Exercise requirements: All of the data below should be written out again exactly.

[Stored data entries]
--------
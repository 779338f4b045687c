//! Detectors shared by several banks.

use once_cell::sync::Lazy;
use regex::Regex;

use super::{DetectionContext, Detector};
use crate::model::{CodePattern, PatternCategory, PatternType};

pub const SECRETS_DOC_URL: &str =
    "https://learn.microsoft.com/azure/key-vault/general/best-practices";

const SECRET_GUARDS: &[&str] = &[
    "password", "Password", "PASSWORD", "secret", "Secret", "SECRET", "apikey", "ApiKey",
    "api_key", "API_KEY", "apiKey", "token", "Token", "TOKEN", "ConnectionString",
    "connectionString", "connection_string", "AccessKey", "access_key", "accessKey",
];

static SECRET_ASSIGNMENT: Lazy<Regex> = Lazy::new(|| {
    Regex::new(
        r#"(?i)\b([a-z0-9_]*(?:password|passwd|pwd|secret|api[_-]?key|access[_-]?key|token|connection[_-]?string)[a-z0-9_]*)["']?\s*(?::=|=|:)\s*@?["']([^"'\s]{8,})["']"#,
    )
    .unwrap()
});

/// Values that look like placeholders or references rather than secrets.
fn is_placeholder(value: &str) -> bool {
    let lower = value.to_ascii_lowercase();
    value.contains("${")
        || value.contains("{{")
        || value.starts_with('<')
        || value.starts_with("[parameters(")
        || value.starts_with("[variables(")
        || lower.starts_with("keyvault")
        || lower.contains("placeholder")
        || lower.contains("changeme")
        || lower.contains("your_")
        || lower.contains("your-")
        || lower.contains("xxxx")
}

/// Secret-looking names assigned a string literal.
pub struct HardcodedSecretDetector {
    name: &'static str,
}

impl HardcodedSecretDetector {
    pub fn named(name: &'static str) -> Self {
        Self { name }
    }
}

impl Detector for HardcodedSecretDetector {
    fn name(&self) -> &'static str {
        self.name
    }

    fn detect(&self, ctx: &DetectionContext<'_>) -> Vec<CodePattern> {
        if !ctx.contains_any(SECRET_GUARDS) {
            return Vec::new();
        }

        ctx.find_all(&SECRET_ASSIGNMENT)
            .into_iter()
            .filter(|(_, cap)| !cap.get(2).map(|v| is_placeholder(v.as_str())).unwrap_or(true))
            .map(|(line, cap)| {
                let key = cap.get(1).map(|m| m.as_str()).unwrap_or_default();
                ctx.pattern_at_line(self.name, PatternType::Security, PatternCategory::Security, line)
                    .with_implementation(format!("Hardcoded secret assigned to '{}'", key))
                    .with_advice(
                        "Load secrets from a secret store or environment configuration instead of source code",
                        SECRETS_DOC_URL,
                    )
                    .with_confidence(0.75)
                    .anti_pattern()
                    .with_metadata("key", key)
            })
            .collect()
    }
}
--------
Result:
repository 779338f4b045687c
//! Detectors shared by several banks.

use once_cell::sync::Lazy;
use regex::Regex;

use super::{DetectionContext, Detector};
use crate::model::{CodePattern, PatternCategory, PatternType};

pub const SECRETS_DOC_URL: &str =
    "https://learn.microsoft.com/azure/key-vault/general/best-practices";

const SECRET_GUARDS: &[&str] = &[
    "password", "Password", "PASSWORD", "secret", "Secret", "SECRET", "apikey", "ApiKey",
    "api_key", "API_KEY", "apiKey", "token", "Token", "TOKEN", "ConnectionString",
    "connectionString", "connection_string", "AccessKey", "access_key", "accessKey",
];

static SECRET_ASSIGNMENT: Lazy<Regex> = Lazy::new(|| {
    Regex::new(
        r#"(?i)\b([a-z0-9_]*(?:password|passwd|pwd|secret|api[_-]?key|access[_-]?key|token|connection[_-]?string)[a-z0-9_]*)["']?\s*(?::=|=|:)\s*@?["']([^"'\s]{8,})["']"#,
    )
    .unwrap()
});

/// Values that look like placeholders or references rather than secrets.
fn is_placeholder(value: &str) -> bool {
    let lower = value.to_ascii_lowercase();
    value.contains("${")
        || value.contains("{{")
        || value.starts_with('<')
        || value.starts_with("[parameters(")
        || value.starts_with("[variables(")
        || lower.starts_with("keyvault")
        || lower.contains("placeholder")
        || lower.contains("changeme")
        || lower.contains("your_")
        || lower.contains("your-")
        || lower.contains("xxxx")
}

/// Secret-looking names assigned a string literal.
pub struct HardcodedSecretDetector {
    name: &'static str,
}

impl HardcodedSecretDetector {
    pub fn named(name: &'static str) -> Self {
        Self { name }
    }
}

impl Detector for HardcodedSecretDetector {
    fn name(&self) -> &'static str {
        self.name
    }

    fn detect(&self, ctx: &DetectionContext<'_>) -> Vec<CodePattern> {
        if !ctx.contains_any(SECRET_GUARDS) {
            return Vec::new();
        }

        ctx.find_all(&SECRET_ASSIGNMENT)
            .into_iter()
            .filter(|(_, cap)| !cap.get(2).map(|v| is_placeholder(v.as_str())).unwrap_or(true))
            .map(|(line, cap)| {
                let key = cap.get(1).map(|m| m.as_str()).unwrap_or_default();
                ctx.pattern_at_line(self.name, PatternType::Security, PatternCategory::Security, line)
                    .with_implementation(format!("Hardcoded secret assigned to '{}'", key))
                    .with_advice(
                        "Load secrets from a secret store or environment configuration instead of source code",
                        SECRETS_DOC_URL,
                    )
                    .with_confidence(0.75)
                    .anti_pattern()
                    .with_metadata("key", key)
            })
            .collect()
    }
}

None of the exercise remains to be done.